Native son and community leader Ekolu Lindsey has plenty of local experience and knowledge. He’s the co-founder of the Polanui Hiu Community Managed Makai Area (CMMA) situated in his own backyard along the shoreline in south Lahaina, where the Lindsey family has lived for generations.

He has common sense, every day, everybody solutions.

“We need to stop using storm drains and gulches as our private dumping areas. Use trashcans and take your opala to the refuse collection sites,” he said.

Further, he said, developers, contractors and anyone involved in the construction trades must minimize and eliminate sediment from running into storm drains, gulches and streams.

Lindsey continued with the specifics.

“Utilizing silt fences, bio socks, and checking them to ensure proper implementation will go a long way to keeping out sediment from the ocean. Painters can help by disposing of paint products and cleaning properly – not letting it run down the street. Restaurants can help by not washing their kitchen mats in the streets and allowing all the cleaning agents to discharge down storm drains. Homeowners and businesses that have swimming pools/jacuzzis can help by discharging their pool water properly and not letting it run down streets and into storm drains.”

Lindsey’s message was practical as well as heartfelt.

“Given the unprecedented bleaching events of the past two years and the potential for more in the near future, we need to reduce any further stressors to corals and marine ecosystems.

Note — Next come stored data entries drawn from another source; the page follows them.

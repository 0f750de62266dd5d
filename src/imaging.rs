use std::io::Cursor;

use anyhow::Context as _;
use image::{DynamicImage, ImageFormat, ImageReader, Rgb, RgbImage};

const PNG_MAGIC: &[u8] = &[0x89, b'P', b'N', b'G', 0x0D, 0x0A, 0x1A, 0x0A];
const JPEG_MAGIC: &[u8] = &[0xFF, 0xD8, 0xFF];
const JPEG_QUALITY: u8 = 90;

#[derive(Debug, Clone, Copy, PartialEq, Eq)]
pub enum SourceFormat {
    Png,
    Jpeg,
    Other,
}

pub fn detect_format(bytes: &[u8]) -> SourceFormat {
    if bytes.starts_with(PNG_MAGIC) {
        SourceFormat::Png
    } else if bytes.starts_with(JPEG_MAGIC) {
        SourceFormat::Jpeg
    } else {
        SourceFormat::Other
    }
}

/// Baseline RGB JPEG ready to be embedded with `DCTDecode`.
#[derive(Debug, Clone)]
pub struct EmbeddableImage {
    pub width: u32,
    pub height: u32,
    pub jpeg: Vec<u8>,
}

pub fn prepare_for_pdf(bytes: &[u8]) -> anyhow::Result<EmbeddableImage> {
    match detect_format(bytes) {
        SourceFormat::Jpeg => passthrough_jpeg(bytes),
        SourceFormat::Png => {
            let img = image::load_from_memory_with_format(bytes, ImageFormat::Png)
                .context("decode png")?;
            encode_jpeg(&img)
        }
        SourceFormat::Other => {
            let img = image::load_from_memory(bytes).context("decode image from memory")?;
            encode_jpeg(&img)
        }
    }
}

fn passthrough_jpeg(bytes: &[u8]) -> anyhow::Result<EmbeddableImage> {
    let reader = ImageReader::with_format(Cursor::new(bytes), ImageFormat::Jpeg);
    let decoded = reader.decode().context("decode jpeg")?;
    // CMYK and YCCK decode to Rgb8 too; only the frame header shows what
    // DCTDecode will see.
    if jpeg_components(bytes) != Some(3) || decoded.color() != image::ColorType::Rgb8 {
        tracing::debug!(components = ?jpeg_components(bytes), "re-encoding jpeg as rgb");
        return encode_jpeg(&decoded);
    }
    Ok(EmbeddableImage {
        width: decoded.width(),
        height: decoded.height(),
        jpeg: bytes.to_vec(),
    })
}

/// Component count from the first frame header: 1 gray, 3 YCbCr, 4 CMYK or YCCK.
fn jpeg_components(bytes: &[u8]) -> Option<u8> {
    let mut i = 2;
    while i + 4 <= bytes.len() {
        if bytes[i] != 0xFF {
            return None;
        }
        let marker = bytes[i + 1];
        if marker == 0xFF {
            i += 1;
            continue;
        }
        let is_frame_header =
            (0xC0..=0xCF).contains(&marker) && !matches!(marker, 0xC4 | 0xC8 | 0xCC);
        if is_frame_header {
            return bytes.get(i + 9).copied();
        }
        let len = usize::from(u16::from_be_bytes([bytes[i + 2], bytes[i + 3]]));
        if matches!(marker, 0xD9 | 0xDA) || len < 2 {
            return None;
        }
        i += 2 + len;
    }
    None
}

fn encode_jpeg(img: &DynamicImage) -> anyhow::Result<EmbeddableImage> {
    let rgb = flatten_on_white(img);
    let (width, height) = rgb.dimensions();
    if width == 0 || height == 0 {
        anyhow::bail!("image has no pixels");
    }

    let mut jpeg = Vec::new();
    let encoder = image::codecs::jpeg::JpegEncoder::new_with_quality(&mut jpeg, JPEG_QUALITY);
    rgb.write_with_encoder(encoder).context("encode jpeg")?;

    Ok(EmbeddableImage {
        width,
        height,
        jpeg,
    })
}

fn flatten_on_white(img: &DynamicImage) -> RgbImage {
    let rgba = img.to_rgba8();
    let (width, height) = rgba.dimensions();
    let mut out = RgbImage::new(width, height);
    for (x, y, px) in rgba.enumerate_pixels() {
        let a = px[3] as u16;
        let blend = |c: u8| ((c as u16 * a + 255 * (255 - a) + 127) / 255) as u8;
        out.put_pixel(x, y, Rgb([blend(px[0]), blend(px[1]), blend(px[2])]));
    }
    out
}

#[derive(Debug, Clone, Copy, PartialEq)]
pub struct Rect {
    pub x: f32,
    pub y: f32,
    pub width: f32,
    pub height: f32,
}

/// Scales an image to cover the whole canvas, centered. Overflow is cropped by
/// the page box.
pub fn cover_rect(image_width: u32, image_height: u32, canvas_width: f32, canvas_height: f32) -> Rect {
    let iw = image_width.max(1) as f32;
    let ih = image_height.max(1) as f32;
    let scale = (canvas_width / iw).max(canvas_height / ih);
    let width = iw * scale;
    let height = ih * scale;
    Rect {
        x: (canvas_width - width) / 2.0,
        y: (canvas_height - height) / 2.0,
        width,
        height,
    }
}
pub mod checkout;
pub mod delivery;
pub mod mailer;
pub mod model;
pub mod order_store;
pub mod payment;
pub mod queue;
pub mod server;

use std::sync::Arc;

use anyhow::Context as _;

use crate::config::{AppConfig, BookConfig, MailTransport, PaymentTransport};
use crate::pdf::{HttpImageFetcher, PrintRenderer};

use self::checkout::{CheckoutService, Pricing};
use self::delivery::{DeliveryAddresses, DeliveryRunner};
use self::mailer::{HttpMailer, Mailer, OutboxMailer};
use self::order_store::{LocalFsOrderStore, OrderStore};
use self::payment::{HttpPaymentGateway, NoopPaymentGateway, PaymentGateway};

/// Collaborators shared by the server and the one-shot `deliver` command.
pub struct Services {
    pub book_config: BookConfig,
    pub store: Arc<dyn OrderStore>,
    pub checkout: Arc<CheckoutService>,
    pub runner: Arc<DeliveryRunner>,
}

impl Services {
    pub fn from_config(config: &AppConfig) -> anyhow::Result<Self> {
        let book_config =
            BookConfig::load(config.book_config_path.as_deref()).context("load book config")?;
        let store: Arc<dyn OrderStore> = Arc::new(LocalFsOrderStore::new(&config.data_dir));

        let gateway: Arc<dyn PaymentGateway> = match &config.payment {
            PaymentTransport::Http { api_url, api_token } => {
                tracing::info!(api_url = %api_url, "using http payment gateway");
                Arc::new(HttpPaymentGateway::new(
                    api_url,
                    api_token,
                    &config.public_base_url,
                ))
            }
            PaymentTransport::Noop => {
                tracing::warn!("no payment api configured; checkouts are not charged");
                Arc::new(NoopPaymentGateway::new(&config.public_base_url))
            }
        };
        let mailer: Arc<dyn Mailer> = match &config.mail {
            MailTransport::Http { api_url, api_token } => {
                tracing::info!(api_url = %api_url, "using http mailer");
                Arc::new(HttpMailer::new(api_url, api_token))
            }
            MailTransport::Outbox { dir } => {
                tracing::info!(dir = %dir.display(), "writing mail to local outbox");
                Arc::new(OutboxMailer::new(dir.clone()))
            }
        };

        let checkout = CheckoutService::new(
            Arc::clone(&store),
            gateway,
            Pricing {
                book_price_cents: config.book_price_cents,
                standard_delivery_cents: config.standard_delivery_cents,
                express_delivery_cents: config.express_delivery_cents,
                currency: config.currency.clone(),
            },
        )
        .with_page_size(book_config.page_width_pt, book_config.page_height_pt);
        let fetcher = HttpImageFetcher::new(book_config.asset_timeout())?;
        let runner = DeliveryRunner::new(
            Arc::clone(&store),
            PrintRenderer::new(book_config.clone(), Arc::new(fetcher)),
            mailer,
            DeliveryAddresses {
                production_email: config.production_email.clone(),
                sender_email: config.sender_email.clone(),
            },
        );

        Ok(Self {
            book_config,
            store,
            checkout: Arc::new(checkout),
            runner: Arc::new(runner),
        })
    }
}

Doing this will help the coral to heal itself,” he said.

In an unprecedented action at press time, Field forwarded an e-mail to the Lahaina News: a “Call to Action – Preserving the Magnificent Coral Reefs of Maui Nui.”

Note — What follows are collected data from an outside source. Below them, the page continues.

use std::path::PathBuf;
use std::sync::Arc;

use anyhow::Context as _;
use chrono::Utc;
use serde::Serialize;
use sha2::{Digest as _, Sha256};

use crate::app::mailer::{Attachment, Mailer, OutgoingMail};
use crate::app::model::{Order, OrderStatus};
use crate::app::order_store::OrderStore;
use crate::cli::DeliverArgs;
use crate::config::AppConfig;
use crate::pdf::{PageOutcome, PrintRenderer, RenderedBook};

#[derive(Debug, Clone, Serialize)]
pub struct DeliveryReport {
    pub order_id: String,
    pub order_number: String,
    pub pdf_path: PathBuf,
    pub pdf_sha256: String,
    pub page_count: usize,
    pub fallback_pages: Vec<String>,
}

#[derive(Debug, Clone)]
pub struct DeliveryAddresses {
    pub production_email: String,
    pub sender_email: String,
}

pub struct DeliveryRunner {
    store: Arc<dyn OrderStore>,
    renderer: PrintRenderer,
    mailer: Arc<dyn Mailer>,
    addresses: DeliveryAddresses,
}

impl DeliveryRunner {
    pub fn new(
        store: Arc<dyn OrderStore>,
        renderer: PrintRenderer,
        mailer: Arc<dyn Mailer>,
        addresses: DeliveryAddresses,
    ) -> Self {
        Self {
            store,
            renderer,
            mailer,
            addresses,
        }
    }

    /// Background entry point: failures are logged and recorded on the order.
    pub async fn run_order(&self, order_id: &str) {
        match self.deliver(order_id).await {
            Ok(report) => tracing::info!(
                order_id,
                sha256 = %report.pdf_sha256,
                fallback_pages = report.fallback_pages.len(),
                "order delivered"
            ),
            Err(err) => tracing::error!(order_id, ?err, "delivery failed"),
        }
    }

    pub async fn deliver(&self, order_id: &str) -> anyhow::Result<DeliveryReport> {
        let mut order = self
            .store
            .get(order_id)
            .await
            .context("load order")?
            .ok_or_else(|| anyhow::anyhow!("order not found: {order_id}"))?;
        if !order.is_deliverable_at(Utc::now()) {
            anyhow::bail!(
                "order {order_id} cannot be delivered in state {:?}",
                order.status
            );
        }

        self.mark_delivering(&mut order).await.context("mark delivering")?;
        match self.try_deliver(&mut order).await {
            Ok(report) => Ok(report),
            Err(err) => {
                if let Err(mark_err) = self.mark_failed(&mut order, format!("{err:#}")).await {
                    tracing::error!(order_id, ?mark_err, "failed to record delivery failure");
                }
                Err(err)
            }
        }
    }

    async fn try_deliver(&self, order: &mut Order) -> anyhow::Result<DeliveryReport> {
        let rendered = self
            .renderer
            .render(&order.book_data)
            .await
            .context("render pdf")?;
        let fallback_pages = fallback_labels(&rendered);
        if !fallback_pages.is_empty() {
            tracing::warn!(
                order_id = %order.order_id,
                pages = ?fallback_pages,
                "some pages printed without artwork"
            );
        }

        let pdf_sha256 = hex::encode(Sha256::digest(&rendered.pdf));
        let pdf_path = self
            .store
            .put_pdf(&order.order_id, &rendered.pdf)
            .await
            .context("store pdf")?;

        let mail = production_mail(order, &self.addresses, &rendered, &fallback_pages);
        self.mailer
            .send(&mail)
            .await
            .context("email pdf to production")?;

        let now = Utc::now();
        order.status = OrderStatus::Delivered;
        order.pdf_sha256 = Some(pdf_sha256.clone());
        order.message = "sent to production".to_string();
        order.updated_at = now;
        order.delivered_at = Some(now);
        self.store.put(order).await.context("save order")?;

        Ok(DeliveryReport {
            order_id: order.order_id.clone(),
            order_number: order.order_number.clone(),
            pdf_path,
            pdf_sha256,
            page_count: rendered.pages.len(),
            fallback_pages,
        })
    }

    async fn mark_delivering(&self, order: &mut Order) -> anyhow::Result<()> {
        order.status = OrderStatus::Delivering;
        order.message = "rendering".to_string();
        order.updated_at = Utc::now();
        self.store.put(order).await.context("save order")?;
        Ok(())
    }

    async fn mark_failed(&self, order: &mut Order, message: String) -> anyhow::Result<()> {
        order.status = OrderStatus::DeliveryFailed;
        order.message = message;
        order.updated_at = Utc::now();
        self.store.put(order).await?;
        Ok(())
    }
}

/// `namebook deliver`: runs one delivery in the foreground and prints the
/// report as JSON.
pub async fn run(args: DeliverArgs) -> anyhow::Result<()> {
    let mut config = AppConfig::from_env().context("read environment config")?;
    if let Some(data_dir) = args.data_dir {
        config.data_dir = data_dir;
    }
    let services = crate::app::Services::from_config(&config)?;
    let report = services.runner.deliver(args.order_id.trim()).await?;
    let json = serde_json::to_string_pretty(&report).context("serialize report")?;
    println!("{json}");
    Ok(())
}

fn fallback_labels(rendered: &RenderedBook) -> Vec<String> {
    rendered
        .pages
        .iter()
        .filter(|p| matches!(p.outcome, PageOutcome::Fallback { .. }))
        .map(|p| p.label.clone())
        .collect()
}

fn production_mail(
    order: &Order,
    addresses: &DeliveryAddresses,
    rendered: &RenderedBook,
    fallback_pages: &[String],
) -> OutgoingMail {
    let d = &order.delivery;
    let mut text = format!(
        "Order {number}\nChild name: {name}\nPages: {pages} ({spreads} spreads)\nDelivery: {option:?}\n\nShip to:\n{recipient}\n{line1}\n",
        number = order.order_number,
        name = order.book_data.spec.child_name,
        pages = order.physical_page_count,
        spreads = rendered.pages.len(),
        option = d.option,
        recipient = d.recipient_name,
        line1 = d.address_line1,
    );
    if let Some(line2) = d.address_line2.as_deref().filter(|l| !l.trim().is_empty()) {
        text.push_str(line2);
        text.push('\n');
    }
    text.push_str(&format!("{} {}\n{}\n", d.postal_code, d.city, d.country));
    if !fallback_pages.is_empty() {
        text.push_str(&format!(
            "\nPrinted without artwork: {}\n",
            fallback_pages.join(", ")
        ));
    }

    OutgoingMail {
        from: addresses.sender_email.clone(),
        to: vec![addresses.production_email.clone()],
        subject: format!(
            "Print order {} for {}",
            order.order_number, order.book_data.spec.child_name
        ),
        text,
        attachments: vec![Attachment {
            filename: format!("{}.pdf", order.order_number),
            content_type: "application/pdf".to_string(),
            data: rendered.pdf.clone(),
        }],
    }
}

#[cfg(test)]
mod tests {
    use std::sync::Mutex;

    use async_trait::async_trait;
    use sha2::Digest as _;

    use super::*;
    use crate::app::model::fixtures::sample_order;
    use crate::app::order_store::LocalFsOrderStore;
    use crate::config::BookConfig;
    use crate::pdf::ImageFetcher;

    struct NoArtwork;

    #[async_trait]
    impl ImageFetcher for NoArtwork {
        async fn fetch(&self, url: &str) -> anyhow::Result<Vec<u8>> {
            anyhow::bail!("not found: {url}")
        }
    }

    #[derive(Default)]
    struct RecordingMailer {
        sent: Mutex<Vec<OutgoingMail>>,
    }

    #[async_trait]
    impl Mailer for RecordingMailer {
        async fn send(&self, mail: &OutgoingMail) -> anyhow::Result<()> {
            self.sent.lock().unwrap().push(mail.clone());
            Ok(())
        }
    }

    struct BrokenMailer;

    #[async_trait]
    impl Mailer for BrokenMailer {
        async fn send(&self, _mail: &OutgoingMail) -> anyhow::Result<()> {
            anyhow::bail!("smtp relay down")
        }
    }

    fn runner(store: Arc<dyn OrderStore>, mailer: Arc<dyn Mailer>) -> DeliveryRunner {
        DeliveryRunner::new(
            store,
            PrintRenderer::new(BookConfig::default(), Arc::new(NoArtwork)),
            mailer,
            DeliveryAddresses {
                production_email: "print@example.com".to_string(),
                sender_email: "orders@example.com".to_string(),
            },
        )
    }

    async fn paid_order(store: &dyn OrderStore) -> anyhow::Result<String> {
        let id = uuid::Uuid::new_v4().to_string();
        let mut order = sample_order(&id);
        order.status = OrderStatus::CheckoutCreated;
        store.create(&order).await?;
        Ok(id)
    }

    #[tokio::test]
    async fn delivers_pdf_even_when_artwork_is_missing() -> anyhow::Result<()> {
        let dir = tempfile::tempdir()?;
        let store: Arc<dyn OrderStore> = Arc::new(LocalFsOrderStore::new(dir.path()));
        let mailer = Arc::new(RecordingMailer::default());
        let id = paid_order(store.as_ref()).await?;

        let report = runner(Arc::clone(&store), mailer.clone()).deliver(&id).await?;
        // Noah: cover, dedication, 2 intro, 4 letters, 2 ending.
        assert_eq!(report.page_count, 10);
        assert_eq!(report.fallback_pages.len(), 9);

        let pdf = std::fs::read(&report.pdf_path)?;
        assert!(pdf.starts_with(b"%PDF"));
        assert_eq!(report.pdf_sha256, hex::encode(Sha256::digest(&pdf)));

        let sent = mailer.sent.lock().unwrap();
        assert_eq!(sent.len(), 1);
        assert_eq!(sent[0].to, vec!["print@example.com".to_string()]);
        assert_eq!(sent[0].attachments[0].filename, "NB-20261019-ABCDEF.pdf");
        assert!(sent[0].text.contains("Springfield"));
        drop(sent);

        let order = store.get(&id).await?.expect("order");
        assert_eq!(order.status, OrderStatus::Delivered);
        assert_eq!(order.pdf_sha256.as_deref(), Some(report.pdf_sha256.as_str()));
        assert!(order.delivered_at.is_some());
        Ok(())
    }

    #[tokio::test]
    async fn mail_failure_marks_delivery_failed() -> anyhow::Result<()> {
        let dir = tempfile::tempdir()?;
        let store: Arc<dyn OrderStore> = Arc::new(LocalFsOrderStore::new(dir.path()));
        let id = paid_order(store.as_ref()).await?;

        let err = runner(Arc::clone(&store), Arc::new(BrokenMailer))
            .deliver(&id)
            .await
            .unwrap_err();
        assert!(format!("{err:#}").contains("smtp relay down"));

        let order = store.get(&id).await?.expect("order");
        assert_eq!(order.status, OrderStatus::DeliveryFailed);
        assert!(order.message.contains("smtp relay down"));
        Ok(())
    }

    #[tokio::test]
    async fn unpaid_order_is_left_untouched() -> anyhow::Result<()> {
        let dir = tempfile::tempdir()?;
        let store: Arc<dyn OrderStore> = Arc::new(LocalFsOrderStore::new(dir.path()));
        let id = uuid::Uuid::new_v4().to_string();
        store.create(&sample_order(&id)).await?;

        let mailer = Arc::new(RecordingMailer::default());
        assert!(runner(Arc::clone(&store), mailer).deliver(&id).await.is_err());
        let order = store.get(&id).await?.expect("order");
        assert_eq!(order.status, OrderStatus::PendingPayment);
        Ok(())
    }

    #[tokio::test]
    async fn stalled_delivery_is_resumed() -> anyhow::Result<()> {
        let dir = tempfile::tempdir()?;
        let store: Arc<dyn OrderStore> = Arc::new(LocalFsOrderStore::new(dir.path()));
        let fresh = uuid::Uuid::new_v4().to_string();
        let stalled = uuid::Uuid::new_v4().to_string();
        for (id, age) in [(&fresh, 1), (&stalled, 120)] {
            let mut order = sample_order(id);
            order.status = OrderStatus::Delivering;
            order.updated_at = Utc::now() - chrono::TimeDelta::minutes(age);
            store.create(&order).await?;
        }

        let mailer = Arc::new(RecordingMailer::default());
        let runner = runner(Arc::clone(&store), mailer.clone());
        assert!(runner.deliver(&fresh).await.is_err());
        runner.deliver(&stalled).await?;

        assert_eq!(mailer.sent.lock().unwrap().len(), 1);
        let order = store.get(&stalled).await?.expect("order");
        assert_eq!(order.status, OrderStatus::Delivered);
        Ok(())
    }
}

“This Call to Action was created by a concerned group of community leaders, resource managers, and scientists from Maui Nui and the wider main Hawaiian Islands, including government and non-government agencies,” the announcement read.

The list of persons endorsing the call is impressive – and, according to Field, snow-balling.

“We’ve focused on Maui-knowledgeable folks first, but coral reef experts worldwide will be invited this week,” he explained.